OBJECTIVE Cavernous spinal cord malformations (SCMs) are believed to have a high rate of bleeding. The risk of intramedullary hemorrhage (IMH) or recurrent IMH and the neurological impact of bleeding events are important for clinical decision-making and could impact current treatment strategies. METHODS The authors screened their institutional database for patients with cavernous SCM treated between 2003 and 2020. Patients with complete MRI data sets and clinical baseline characteristics were included. Surgically treated patients were censored after cavernous SCM removal. Neurological functional status was obtained using the modified McCormick (MMcC) scale at diagnosis, first IMH, and second IMH. Kaplan-Meier and Cox regression analyses were performed to determine the cumulative 5-year risk for hemorrhage or rehemorrhage. RESULTS Seventy-one patients with cavernous SCM were analyzed. Cox regression analysis identified previous IMH (hazard ratio 7.86, 95% confidence interval 1.01–61.47, p = 0.049) as an independent predictor for rehemorrhage during the 5-year follow-up.

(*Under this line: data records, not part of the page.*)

//! Field descriptors and the filtered, ordered field enumeration

use std::collections::HashMap;
use std::rc::Rc;

use crate::classify::{resolve, Resolved};
use crate::errors::{AccessError, Result};
use crate::inspect::{Inspect, Record, View};
use crate::options::ComparisonOptions;

/// Metadata for one field of a record
///
/// Built in `const` context, usually by
/// [`inspect_record!`](crate::inspect_record).
#[derive(Debug, Clone, Copy, PartialEq, Eq, Hash)]
pub struct FieldDescriptor {
    name: &'static str,
    readable: bool,
    always_exclude: bool,
    deprecated: bool,
}

impl FieldDescriptor {
    /// A public, comparable field
    pub const fn new(name: &'static str) -> Self {
        Self {
            name,
            readable: true,
            always_exclude: false,
            deprecated: false,
        }
    }

    /// Mark the field as always excluded from comparison
    pub const fn skip(self) -> Self {
        Self {
            always_exclude: true,
            ..self
        }
    }

    /// Mark the field as deprecated
    pub const fn deprecated(self) -> Self {
        Self {
            deprecated: true,
            ..self
        }
    }

    /// Mark the field as not publicly readable
    pub const fn hidden(self) -> Self {
        Self {
            readable: false,
            ..self
        }
    }

    pub fn name(&self) -> &'static str {
        self.name
    }

    pub fn is_readable(&self) -> bool {
        self.readable
    }

    pub fn is_always_excluded(&self) -> bool {
        self.always_exclude
    }

    pub fn is_deprecated(&self) -> bool {
        self.deprecated
    }
}

/// A field selected for comparison together with its position in the
/// record's field table
#[derive(Debug, Clone, Copy, PartialEq, Eq)]
pub struct FieldSlot {
    pub index: usize,
    pub descriptor: FieldDescriptor,
}

/// Produces the ordered, filtered fields to compare for a record
///
/// Filtered tables are cached per field table for the lifetime of the
/// enumerator, which the engine scopes to one top-level comparison.
#[derive(Debug)]
pub struct FieldEnumerator<'o> {
    options: &'o ComparisonOptions,
    cache: HashMap<(usize, usize), Rc<[FieldSlot]>>,
}

impl<'o> FieldEnumerator<'o> {
    pub fn new(options: &'o ComparisonOptions) -> Self {
        Self {
            options,
            cache: HashMap::new(),
        }
    }

    /// Check a single descriptor against the filters, applied in order:
    /// readable, not always-excluded, not ignored by name, and not deprecated
    /// unless deprecated fields are included.
    pub fn admits(descriptor: &FieldDescriptor, options: &ComparisonOptions) -> bool {
        descriptor.is_readable()
            && !descriptor.is_always_excluded()
            && !options.ignores(descriptor.name())
            && (options.include_deprecated || !descriptor.is_deprecated())
    }

    /// Fields of `record` to compare, in declaration order
    pub fn fields(&mut self, record: &dyn Record) -> Rc<[FieldSlot]> {
        let table = record.fields();
        let key = (table.as_ptr() as usize, table.len());
        let options = self.options;

        self.cache
            .entry(key)
            .or_insert_with(|| {
                table
                    .iter()
                    .enumerate()
                    .filter(|(_, descriptor)| Self::admits(descriptor, options))
                    .map(|(index, descriptor)| FieldSlot {
                        index,
                        descriptor: *descriptor,
                    })
                    .collect()
            })
            .clone()
    }

    /// Number of distinct field tables filtered so far
    pub fn cached_tables(&self) -> usize {
        self.cache.len()
    }
}

/// Position of the field called `name` in a record's field table
pub fn field_index(record: &dyn Record, name: &str) -> Option<usize> {
    record.fields().iter().position(|d| d.name() == name)
}

/// Read a field of a record by name
///
/// Forwarding wrappers (`Some`, `Box`, `Rc`, ...) around the record are
/// looked through.
///
/// # Errors
///
/// Returns `NoSuchField` if the value is not a record or has no such field,
/// or whatever the record's accessor reports for that field.
pub fn read_field<'a>(value: &'a dyn Inspect, name: &str) -> Result<&'a dyn Inspect> {
    let no_such_field = || AccessError::NoSuchField {
        name: name.to_string(),
        type_name: value.type_info().short_name(),
    };

    match resolve(value.into()) {
        Resolved::Value {
            view: View::Record(record),
            ..
        } => {
            let index = field_index(record, name).ok_or_else(no_such_field)?;
            record.field(index)
        }
        _ => Err(no_such_field()),
    }
}

#[cfg(test)]
mod tests {
    use super::*;

    const TABLE: &[FieldDescriptor] = &[
        FieldDescriptor::new("id"),
        FieldDescriptor::new("secret").hidden(),
        FieldDescriptor::new("stamp").skip(),
        FieldDescriptor::new("name"),
        FieldDescriptor::new("old").deprecated(),
    ];

    struct Row;

    impl Record for Row {
        fn fields(&self) -> &'static [FieldDescriptor] {
            TABLE
        }

        fn field(&self, index: usize) -> Result<&dyn Inspect> {
            Err(AccessError::FieldIndexOutOfRange {
                index,
                len: TABLE.len(),
            })
        }
    }

    fn names(slots: &[FieldSlot]) -> Vec<&'static str> {
        slots.iter().map(|s| s.descriptor.name()).collect()
    }

    #[test]
    fn test_default_filters() {
        let options = ComparisonOptions::new();
        let mut enumerator = FieldEnumerator::new(&options);
        let slots = enumerator.fields(&Row);
        assert_eq!(names(&slots), vec!["id", "name"]);
        assert_eq!(slots[1].index, 3);
    }

    #[test]
    fn test_include_deprecated() {
        let options = ComparisonOptions::new().with_deprecated(true);
        let mut enumerator = FieldEnumerator::new(&options);
        assert_eq!(names(&enumerator.fields(&Row)), vec!["id", "name", "old"]);
    }

    #[test]
    fn test_ignore_list() {
        let options = ComparisonOptions::new().ignoring(["name"]);
        let mut enumerator = FieldEnumerator::new(&options);
        assert_eq!(names(&enumerator.fields(&Row)), vec!["id"]);
    }

    #[test]
    fn test_ignore_list_cannot_resurrect_excluded_fields() {
        let options = ComparisonOptions::new().with_deprecated(true);
        assert!(!FieldEnumerator::admits(&TABLE[1], &options));
        assert!(!FieldEnumerator::admits(&TABLE[2], &options));
    }

    #[test]
    fn test_tables_are_cached() {
        let options = ComparisonOptions::new();
        let mut enumerator = FieldEnumerator::new(&options);
        let first = enumerator.fields(&Row);
        let second = enumerator.fields(&Row);
        assert!(Rc::ptr_eq(&first, &second));
        assert_eq!(enumerator.cached_tables(), 1);
    }

    #[test]
    fn test_field_index() {
        assert_eq!(field_index(&Row, "name"), Some(3));
        assert_eq!(field_index(&Row, "missing"), None);
    }
}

The cumulative 5-year risk of bleeding or rebleeding was 41.3% for cavernous SCM. The MMcC score significantly deteriorated in 75% of patients after recurrent hemorrhage (p = 0.012). CONCLUSIONS During untreated 5-year follow-up, a considerably increased risk for hemorrhage or rehemorrhage was found in cavernous malformations of the spinal cord compared to cerebral cavernous malformations. Neurological function significantly deteriorates after the second bleeding. The probability of recurrent IMH increased significantly after initial presentation with hemorrhage.